期刊
BIORESOURCE TECHNOLOGY
卷 267, 期 -, 页码 458-465出版社
ELSEVIER SCI LTD
DOI: 10.1016/j.biortech.2018.07.080
关键词
Biorefinery; Bead mill; Microalgae; Disruption kinetic; Stress model; Granulometry; Extraction
Industrial development of microalgae biomass valorization relies on process optimization and controlled scale-up. Both need robust modeling: (i) for biomass production and (ii) for integrated processes in the downstream processing (DSP). Cell disruption and primary fractionation are key steps in DSP. In this study, a kinetic model, including microalgal cell size distribution, was developed for Chlorella sorokiniana disruption in continuous bead milling.
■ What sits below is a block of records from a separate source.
//! Pixel geometry for layered highlights.
//!
//! Layered painters report the pixel bounds they painted so that later removals can repaint just
//! that rectangle. [`CellGeometry`] computes those bounds for hosts that draw text on a
//! monospace cell grid (wide CJK characters occupy two cells, tabs advance to the next stop).
//! [`CellCanvas`] is a headless paint surface built on that geometry.

use crate::error::PaintError;
use crate::highlight::{PaintSurface, Painter};
use unicode_width::UnicodeWidthChar;

/// A pixel rectangle.
#[derive(Debug, Clone, Copy, PartialEq, Eq, Default)]
pub struct Rect {
    /// Left edge.
    pub x: i32,
    /// Top edge.
    pub y: i32,
    /// Width in pixels.
    pub width: u32,
    /// Height in pixels.
    pub height: u32,
}

impl Rect {
    /// Create a rectangle.
    pub const fn new(x: i32, y: i32, width: u32, height: u32) -> Self {
        Self {
            x,
            y,
            width,
            height,
        }
    }

    /// Returns `true` if the rectangle covers no pixels.
    pub fn is_empty(&self) -> bool {
        self.width == 0 || self.height == 0
    }

    /// Returns `true` if the rectangles share at least one pixel.
    pub fn intersects(&self, other: &Rect) -> bool {
        !self.is_empty()
            && !other.is_empty()
            && self.x < other.x + other.width as i32
            && other.x < self.x + self.width as i32
            && self.y < other.y + other.height as i32
            && other.y < self.y + self.height as i32
    }

    /// Smallest rectangle containing both rectangles (empty rectangles are ignored).
    pub fn union(self, other: Rect) -> Rect {
        if self.is_empty() {
            return other;
        }
        if other.is_empty() {
            return self;
        }
        let left = self.x.min(other.x);
        let top = self.y.min(other.y);
        let right = (self.x + self.width as i32).max(other.x + other.width as i32);
        let bottom = (self.y + self.height as i32).max(other.y + other.height as i32);
        Rect::new(left, top, (right - left) as u32, (bottom - top) as u32)
    }
}

/// Monospace cell grid geometry.
#[derive(Debug, Clone, Copy, PartialEq, Eq)]
pub struct CellGeometry {
    /// Width of one cell in pixels.
    pub cell_width: u32,
    /// Height of one line in pixels.
    pub line_height: u32,
    /// Tab stop width in cells.
    pub tab_width: usize,
}

impl Default for CellGeometry {
    fn default() -> Self {
        Self {
            cell_width: 8,
            line_height: 16,
            tab_width: 4,
        }
    }
}

impl CellGeometry {
    /// Bounding rectangle of the character range `start..end` of `text`.
    ///
    /// Single-line ranges cover exactly their cells; multi-line ranges cover full width from the
    /// left edge to the widest spanned line. Returns `None` when the range is inverted or extends
    /// past the end of the text.
    pub fn rect_for_range(&self, text: &str, start: usize, end: usize) -> Option<Rect> {
        if start > end {
            return None;
        }

        let mut line = 0usize;
        let mut cells = 0usize;
        let mut start_pos: Option<(usize, usize)> = None;
        let mut end_pos: Option<(usize, usize)> = None;
        let mut widest = 0usize;
        let mut count = 0usize;

        for (offset, ch) in text.chars().enumerate() {
            if offset == start {
                start_pos = Some((line, cells));
            }
            if offset == end {
                end_pos = Some((line, cells));
                break;
            }
            if start_pos.is_some() {
                widest = widest.max(cells);
            }
            if ch == '\n' {
                line += 1;
                cells = 0;
            } else {
                cells = self.advance(cells, ch);
                if start_pos.is_some() {
                    widest = widest.max(cells);
                }
            }
            count = offset + 1;
        }
        if end_pos.is_none() && end == count {
            start_pos.get_or_insert((line, cells));
            end_pos = Some((line, cells));
        }

        let (start_line, start_cells) = start_pos?;
        let (end_line, end_cells) = end_pos?;
        let height = (end_line - start_line + 1) as u32 * self.line_height;
        let y = (start_line as u32 * self.line_height) as i32;

        if start_line == end_line {
            let width = (end_cells - start_cells) as u32 * self.cell_width;
            let x = (start_cells as u32 * self.cell_width) as i32;
            return Some(Rect::new(x, y, width, height));
        }

        let width = widest.max(end_cells) as u32 * self.cell_width;
        Some(Rect::new(0, y, width, height))
    }

    fn advance(&self, cells: usize, ch: char) -> usize {
        if ch == '\t' {
            let tab = self.tab_width.max(1);
            return (cells / tab + 1) * tab;
        }
        cells + ch.width().unwrap_or(0)
    }
}

/// One recorded paint call.
#[derive(Debug, Clone, PartialEq, Eq)]
pub struct PaintOp {
    /// Inclusive start character offset.
    pub start: usize,
    /// Exclusive end character offset.
    pub end: usize,
    /// Painter used.
    pub painter: Painter,
    /// Painted bounds.
    pub rect: Rect,
}

/// A headless [`PaintSurface`] that lays text out on a [`CellGeometry`] grid and records the
/// paint calls it receives, in order.
#[derive(Debug, Clone)]
pub struct CellCanvas {
    text: String,
    geometry: CellGeometry,
    ops: Vec<PaintOp>,
}

impl CellCanvas {
    /// Create a canvas showing `text`.
    pub fn new(text: impl Into<String>, geometry: CellGeometry) -> Self {
        Self {
            text: text.into(),
            geometry,
            ops: Vec::new(),
        }
    }

    /// Replace the displayed text (after an edit).
    pub fn set_text(&mut self, text: impl Into<String>) {
        self.text = text.into();
    }

    /// Paint calls since the last [`CellCanvas::clear`].
    pub fn ops(&self) -> &[PaintOp] {
        &self.ops
    }

    /// Forget recorded paint calls.
    pub fn clear(&mut self) {
        self.ops.clear();
    }
}

impl PaintSurface for CellCanvas {
    fn paint(
        &mut self,
        start: usize,
        end: usize,
        painter: &Painter,
    ) -> Result<Option<Rect>, PaintError> {
        let rect = self
            .geometry
            .rect_for_range(&self.text, start, end)
            .ok_or(PaintError::Unmappable { start, end })?;
        self.ops.push(PaintOp {
            start,
            end,
            painter: *painter,
            rect,
        });
        Ok(Some(rect))
    }
}

#[cfg(test)]
mod tests {
    use super::*;

    #[test]
    fn test_single_line_range() {
        let geometry = CellGeometry::default();
        let rect = geometry.rect_for_range("abc\ndef", 5, 7).unwrap();
        assert_eq!(rect, Rect::new(8, 16, 16, 16));
    }

    #[test]
    fn test_wide_characters_take_two_cells() {
        let geometry = CellGeometry::default();
        let rect = geometry.rect_for_range("a中b", 1, 2).unwrap();
        assert_eq!(rect, Rect::new(8, 0, 16, 16));
    }

    #[test]
    fn test_multi_line_range_spans_full_width() {
        let geometry = CellGeometry::default();
        let rect = geometry.rect_for_range("ab\nlonger\nc", 1, 10).unwrap();
        assert_eq!(rect, Rect::new(0, 0, 48, 48));
    }

    #[test]
    fn test_out_of_range_is_unmappable() {
        let geometry = CellGeometry::default();
        assert_eq!(geometry.rect_for_range("abc", 2, 9), None);
        assert_eq!(geometry.rect_for_range("abc", 2, 1), None);
        assert_eq!(
            geometry.rect_for_range("abc", 3, 3),
            Some(Rect::new(24, 0, 0, 16))
        );
    }

    #[test]
    fn test_canvas_records_and_rejects() {
        use crate::highlight::PainterCategory;
        use crate::style::StyleSheet;

        let painter = Painter::new(PainterCategory::Frame, StyleSheet::default().frame);
        let mut canvas = CellCanvas::new("abc", CellGeometry::default());
        assert_eq!(
            canvas.paint(0, 2, &painter),
            Ok(Some(Rect::new(0, 0, 16, 16)))
        );
        assert_eq!(
            canvas.paint(1, 9, &painter),
            Err(PaintError::Unmappable { start: 1, end: 9 })
        );
        assert_eq!(canvas.ops().len(), 1);
        canvas.clear();
        assert!(canvas.ops().is_empty());
    }

    #[test]
    fn test_union() {
        let a = Rect::new(0, 0, 10, 10);
        let b = Rect::new(5, 20, 10, 5);
        assert_eq!(a.union(b), Rect::new(0, 0, 15, 25));
        assert_eq!(a.union(Rect::default()), a);
    }

    #[test]
    fn test_intersects() {
        let a = Rect::new(0, 0, 10, 10);
        assert!(a.intersects(&Rect::new(9, 9, 5, 5)));
        assert!(!a.intersects(&Rect::new(10, 0, 5, 5)));
        assert!(!a.intersects(&Rect::new(2, 2, 0, 5)));
    }
}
Glass beads of 0.4 mm size at impeller tip velocity of 14 m.s(-1) were used as optimal conditions for efficient cell disruption. These conditions allowed faster disruption of big cells than small ones. A modified expression of the Stress Number, including cell size effect, was then proposed and validated. Separation of starch, proteins and chlorophyll by mild centrifugation was studied as function of the disruption parameters. Low energy consumption conditions led to extreme comminution. An intermediate zone drew attention for allowing moderate energy consumption and efficient metabolites separation by centrifugation.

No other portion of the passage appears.